D3.2 New satellite launch
Hiber booked various dedicated launch vehicles to launch its satellites. Throughout the project, covid-19 has significantly delayed and even bankrupted several companies. Hiber opted to reduce launch risks by piggybacking with traditional launchers, resulting in the launch of two satellites in early 2021. All other launches have been delayed beyond the project timeline.
D3.3. Constellation management software
With multiple satellites in orbit, the constellation management software could be further improved and updated to automatically act upon warning signals for potential collision.
D3.4 New ground station deployment
As the new satellites have a different communication system onboard, the ground stations have been updated to be able to communicate with the new satellites, both by hardware and software upgrades.
D4.1 Second generation gateway design
The gateway allows to gather data from small, low power IoT devices and sends data via satellites to mission control, where customers can see and act upon the insights exploited. The new generation has lower cost, better design and is easier to mount and install, increasing ease of use for future deployments. Also, the certification of the hardware for key markets have been accomplished.
D4.2 New Hiberhub device
In line with market research, there is not a silver bullet when it comes to IoT solutions. Hiber has opted to develop a platform to serve most use cases that were seen. The generic IoT tracking device can track any kind of asset anywhere. The minimum viable product has been installed at customer locations and further improvements have been implemented to now launch the product commercially.

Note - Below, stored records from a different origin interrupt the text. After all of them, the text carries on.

impl Pipeline {
    /// Creates an empty pipeline.
    #[must_use]
    pub fn new() -> Self {
        Self::default()
    }

    /// Appends a stage.
    #[must_use]
    pub fn with_stage(mut self, stage: impl Stage + 'static) -> Self {
        self.stages.push(Box::new(stage));
        self
    }

    /// The five-stage pipeline for a lowered recipe.
    #[must_use]
    pub fn for_recipe(
        recipe: BuildRecipe,
        installer: InstallerKind,
        default_identity: RuntimeIdentity,
    ) -> Self {
        let dependency_installer: Box<dyn PackageInstaller> = match (installer, &recipe.dependencies) {
            (InstallerKind::Pip, _) => Box::new(PipInstaller),
            (InstallerKind::Descriptor, Some(step)) => {
                Box::new(ScriptInstaller::new(step.commands.clone()))
            }
            (InstallerKind::Descriptor, None) => Box::new(ScriptInstaller::default()),
        };
        Self::new()
            .with_stage(BaseStage::new(recipe.base, recipe.directives))
            .with_stage(DependencyStage::new(recipe.dependencies, dependency_installer))
            .with_stage(SourceCopyStage::new(recipe.sources))
            .with_stage(IdentityStage::new(recipe.identity.unwrap_or(default_identity)))
            .with_stage(EntryStage::new(recipe.entry))
    }

    /// Stage names in execution order.
    #[must_use]
    pub fn stage_names(&self) -> Vec<&'static str> {
        self.stages.iter().map(|s| s.name()).collect()
    }

    /// Runs every stage in order, stopping at the first error.
    ///
    /// # Errors
    ///
    /// Returns the failing stage's error unchanged, or a storage error
    /// raised while snapshotting or committing a layer.
    pub fn run(&self, ctx: &mut BuildContext<'_>) -> Result<BuildReport> {
        let mut report = BuildReport::default();
        for stage in &self.stages {
            let started = Instant::now();
            let before = if stage.commits_layer() {
                Some(DirSnapshot::capture(&ctx.rootfs)?)
            } else {
                None
            };

            tracing::info!(stage = stage.name(), "stage started");
            if let Err(e) = stage.apply(ctx) {
                tracing::error!(stage = stage.name(), error = %e, "stage failed");
                return Err(e);
            }

            let layer = match before {
                Some(before) => commit_changes(ctx, &before, &stage.describe())?,
                None => None,
            };
            let duration = started.elapsed();
            tracing::info!(
                stage = stage.name(),
                elapsed_ms = u64::try_from(duration.as_millis()).unwrap_or(u64::MAX),
                layer = layer.as_ref().map(|l| l.digest.to_string()),
                "stage finished"
            );
            report.stages.push(StageReport {
                name: stage.name(),
                duration,
                layer,
            });
        }
        report.warnings.clone_from(&ctx.warnings);
        Ok(report)
    }
}

fn commit_changes(
    ctx: &mut BuildContext<'_>,
    before: &DirSnapshot,
    created_by: &str,
) -> Result<Option<LayerRef>> {
    let after = DirSnapshot::capture(&ctx.rootfs)?;
    let changed = before.diff(&after);
    if changed.is_empty() {
        tracing::debug!(created_by, "stage changed no files, no layer committed");
        return Ok(None);
    }
    let layer = ctx.storage.commit_paths(&ctx.rootfs, &changed, created_by)?;
    ctx.layers.push(layer.clone());
    Ok(Some(layer))
}

/// Which installer runs the dependency step.
#[derive(Debug, Clone, Copy, Default, PartialEq, Eq)]
pub enum InstallerKind {
    /// The `RUN` commands following the manifest copy.
    #[default]
    Descriptor,
    /// The built-in pip preset.
    Pip,
}

/// Inputs of one image build.
#[derive(Debug, Clone)]
pub struct BuildOptions {
    /// Build context directory.
    pub context_dir: PathBuf,
    /// Descriptor file.
    pub descriptor: PathBuf,
    /// Reference the image is registered under.
    pub tag: String,
    /// Isolation for install commands.
    pub isolation: Isolation,
    /// Whether install commands may run under host isolation. Only set
    /// when the user asked for host isolation explicitly.
    pub allow_host_install: bool,
    /// Identity used when the descriptor has no `USER`.
    pub default_identity: RuntimeIdentity,
    /// Installer for the dependency step.
    pub installer: InstallerKind,
}

/// A registered image and how it was built.
#[derive(Debug, Clone)]
pub struct BuildOutput {
    /// The catalog entry.
    pub image: ImageEntry,
    /// Stage report.
    pub report: BuildReport,
}

/// Parses the descriptor, runs the pipeline in a scratch rootfs, and
/// registers the result.
///
/// # Errors
///
/// Returns the first descriptor, stage, or storage error. On failure the
/// catalog is untouched.
pub fn build_image(
    options: &BuildOptions,
    storage: &StorageBackend,
    catalog: &ImageCatalog,
) -> Result<BuildOutput> {
    let reference = ImageReference::parse(&options.tag)?;
    let descriptor = descriptor::parse_file(&options.descriptor)?;
    let recipe = BuildRecipe::from_descriptor(&descriptor)?;
    tracing::info!(
        tag = %reference.key(),
        base = %recipe.base,
        context = %options.context_dir.display(),
        "building image"
    );

    let context_dir = options
        .context_dir
        .canonicalize()
        .map_err(|e| BootstackError::io(&options.context_dir, e))?;
    let scratch = storage.scratch_dir("build")?;
    let rootfs = scratch.path().join("rootfs");
    std::fs::create_dir_all(&rootfs).map_err(|e| BootstackError::io(&rootfs, e))?;

    let pipeline = Pipeline::for_recipe(recipe, options.installer, options.default_identity);
    let mut ctx = BuildContext::new(&context_dir, &rootfs, storage, catalog, options.isolation);
    ctx.allow_host_install = options.allow_host_install;
    let report = pipeline.run(&mut ctx)?;

    let image = ImageEntry::new(reference.key(), ctx.base, ctx.layers, ctx.config)?;
    catalog.register(image.clone())?;
    tracing::info!(
        tag = %image.reference,
        id = %image.id.short(),
        layers = image.layers.len(),
        warnings = report.warnings.len(),
        "image built"
    );
    Ok(BuildOutput { image, report })
}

Hiber has developed end-to-end solutions based on space connectivity. These solutions have been launched in the media with great success. The HiberHilo solution for the energy market has been installed with various customers and solves well integrity challenges on a global scale. HiberHeavy monitors heavy equipment and vehicles both in the mining and logistic markets, improving fuel efficiency and vehicle driving behaviours. The latest solutions launched is the HiberEasypulse, a generic IoT tracking device. These solutions have been developed within the project timeframe and all align with our sustainability vision of IoT. Several other solutions and use cases have been tested over time as well, but with less impact. The company has grown to 70+ employees within Europe.